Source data

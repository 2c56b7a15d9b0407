//! TOML-based host configuration.
//!
//! Stores host preferences:
//! - Auto-start policy after phase completion
//! - Notification preferences
//! - Reporting timezone for the app session log
//!
//! Pomodoro durations are not here: they are part of the dataset.
//!
//! Configuration is stored at `<data dir>/config.toml`.

use std::path::{Path, PathBuf};

use chrono::FixedOffset;
use serde::{Deserialize, Serialize};

use super::data_dir;
use crate::error::ConfigError;
use crate::timer::AutoStartPolicy;

/// Timer host behaviour.
#[derive(Debug, Clone, Serialize, Deserialize)]
pub struct TimerConfig {
    #[serde(default = "default_true")]
    pub auto_start_breaks: bool,
    #[serde(default)]
    pub auto_start_work: bool,
}

/// Notification configuration.
#[derive(Debug, Clone, Serialize, Deserialize)]
pub struct NotificationsConfig {
    #[serde(default = "default_true")]
    pub enabled: bool,
    /// Ring the terminal bell alongside the message.
    #[serde(default = "default_true")]
    pub bell: bool,
}

/// Reporting timezone for day keys.
#[derive(Debug, Clone, Serialize, Deserialize)]
pub struct ReportingConfig {
    #[serde(default = "default_utc_offset_minutes")]
    pub utc_offset_minutes: i32,
}

/// Application configuration.
///
/// Serialized to/from TOML at `<data dir>/config.toml`.
#[derive(Debug, Clone, Default, Serialize, Deserialize)]
pub struct Config {
    #[serde(default)]
    pub timer: TimerConfig,
    #[serde(default)]
    pub notifications: NotificationsConfig,
    #[serde(default)]
    pub reporting: ReportingConfig,
}

fn default_true() -> bool {
    true
}
/// Europe/Istanbul, which has no DST.
fn default_utc_offset_minutes() -> i32 {
    180
}

impl Default for TimerConfig {
    fn default() -> Self {
        Self {
            auto_start_breaks: true,
            auto_start_work: false,
        }
    }
}

impl Default for NotificationsConfig {
    fn default() -> Self {
        Self {
            enabled: true,
            bell: true,
        }
    }
}

impl Default for ReportingConfig {
    fn default() -> Self {
        Self {
            utc_offset_minutes: default_utc_offset_minutes(),
        }
    }
}

impl Config {
    fn get_json_value_by_path<'a>(
        root: &'a serde_json::Value,
        key: &str,
    ) -> Option<&'a serde_json::Value> {
        if key.is_empty() {
            return None;
        }

        let mut current = root;
        for part in key.split('.') {
            current = current.get(part)?;
        }
        Some(current)
    }

    fn set_json_value_by_path(
        root: &mut serde_json::Value,
        key: &str,
        value: &str,
    ) -> Result<(), ConfigError> {
        let unknown = || ConfigError::UnknownKey(key.to_string());
        let invalid = |message: String| ConfigError::InvalidValue {
            key: key.to_string(),
            message,
        };

        let mut parts = key.split('.').peekable();
        if parts.peek().is_none() || key.is_empty() {
            return Err(unknown());
        }

        let mut current = root;
        while let Some(part) = parts.next() {
            if parts.peek().is_none() {
                let obj = current.as_object_mut().ok_or_else(unknown)?;
                let existing = obj.get(part).ok_or_else(unknown)?;

                let new_value = match existing {
                    serde_json::Value::Bool(_) => serde_json::Value::Bool(
                        value
                            .parse::<bool>()
                            .map_err(|_| invalid(format!("cannot parse '{value}' as bool")))?,
                    ),
                    serde_json::Value::Number(_) => value
                        .parse::<i64>()
                        .map(|n| serde_json::Value::Number(n.into()))
                        .map_err(|_| invalid(format!("cannot parse '{value}' as integer")))?,
                    serde_json::Value::Object(_) | serde_json::Value::Array(_) => {
                        serde_json::from_str(value).map_err(|e| invalid(e.to_string()))?
                    }
                    _ => serde_json::Value::String(value.into()),
                };

                obj.insert(part.to_string(), new_value);
                return Ok(());
            }

            current = current.get_mut(part).ok_or_else(unknown)?;
        }

        Err(unknown())
    }

    fn path() -> Result<PathBuf, ConfigError> {
        Ok(data_dir()?.join("config.toml"))
    }

    /// Load from the data directory or return (and write) the default.
    ///
    /// # Errors
    ///
    /// Returns an error if the config file exists but cannot be parsed,
    /// or if the default config cannot be written to disk.
    pub fn load() -> Result<Self, ConfigError> {
        Self::load_from(&Self::path()?)
    }

    /// Load from `path`, writing the default there when it is missing.
    pub fn load_from(path: &Path) -> Result<Self, ConfigError> {
        match std::fs::read_to_string(path) {
            Ok(content) => {
                let cfg: Config = toml::from_str(&content).map_err(|e| ConfigError::LoadFailed {
                    path: path.to_path_buf(),
                    message: e.to_string(),
                })?;
                cfg.validate()?;
                Ok(cfg)
            }
            Err(e) if e.kind() == std::io::ErrorKind::NotFound => {
                let cfg = Self::default();
                cfg.save_to(path)?;
                Ok(cfg)
            }
            Err(e) => Err(ConfigError::LoadFailed {
                path: path.to_path_buf(),
                message: e.to_string(),
            }),
        }
    }

    /// Persist to the data directory.
    pub fn save(&self) -> Result<(), ConfigError> {
        self.save_to(&Self::path()?)
    }

    pub fn save_to(&self, path: &Path) -> Result<(), ConfigError> {
        let save_failed = |message: String| ConfigError::SaveFailed {
            path: path.to_path_buf(),
            message,
        };
        let content = toml::to_string_pretty(self).map_err(|e| save_failed(e.to_string()))?;
        std::fs::write(path, content).map_err(|e| save_failed(e.to_string()))
    }

    /// Get a config value as string by dot-separated key.
    pub fn get(&self, key: &str) -> Option<String> {
        let json = serde_json::to_value(self).ok()?;
        let val = Self::get_json_value_by_path(&json, key)?;
        match val {
            serde_json::Value::String(s) => Some(s.clone()),
            other => Some(other.to_string()),
        }
    }

    /// Update a value by key without saving.
    ///
    /// # Errors
    ///
    /// Returns an error if the key is unknown or the value cannot be parsed.
    pub fn apply(&mut self, key: &str, value: &str) -> Result<(), ConfigError> {
        let mut json = serde_json::to_value(&*self).map_err(|e| ConfigError::InvalidValue {
            key: key.to_string(),
            message: e.to_string(),
        })?;
        Self::set_json_value_by_path(&mut json, key, value)?;
        let next: Config = serde_json::from_value(json).map_err(|e| ConfigError::InvalidValue {
            key: key.to_string(),
            message: e.to_string(),
        })?;
        next.validate()?;
        *self = next;
        Ok(())
    }

    /// Update a value by key and persist.
    pub fn set(&mut self, key: &str, value: &str) -> Result<(), ConfigError> {
        self.apply(key, value)?;
        self.save()
    }

    pub fn validate(&self) -> Result<(), ConfigError> {
        if self.reporting_zone().is_none() {
            return Err(ConfigError::InvalidValue {
                key: "reporting.utc_offset_minutes".into(),
                message: format!(
                    "{} is outside -1439..=1439",
                    self.reporting.utc_offset_minutes
                ),
            });
        }
        Ok(())
    }

    pub fn auto_start_policy(&self) -> AutoStartPolicy {
        AutoStartPolicy {
            breaks: self.timer.auto_start_breaks,
            work: self.timer.auto_start_work,
        }
    }

    /// Fixed offset used for day keys; `None` when out of range.
    pub fn reporting_zone(&self) -> Option<FixedOffset> {
        self.reporting
            .utc_offset_minutes
            .checked_mul(60)
            .and_then(FixedOffset::east_opt)
    }
}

Work to be completed →
Across all the entries, count the lines that contain the string "FixedOffset", and give that number without anything else.

Expected answer →
3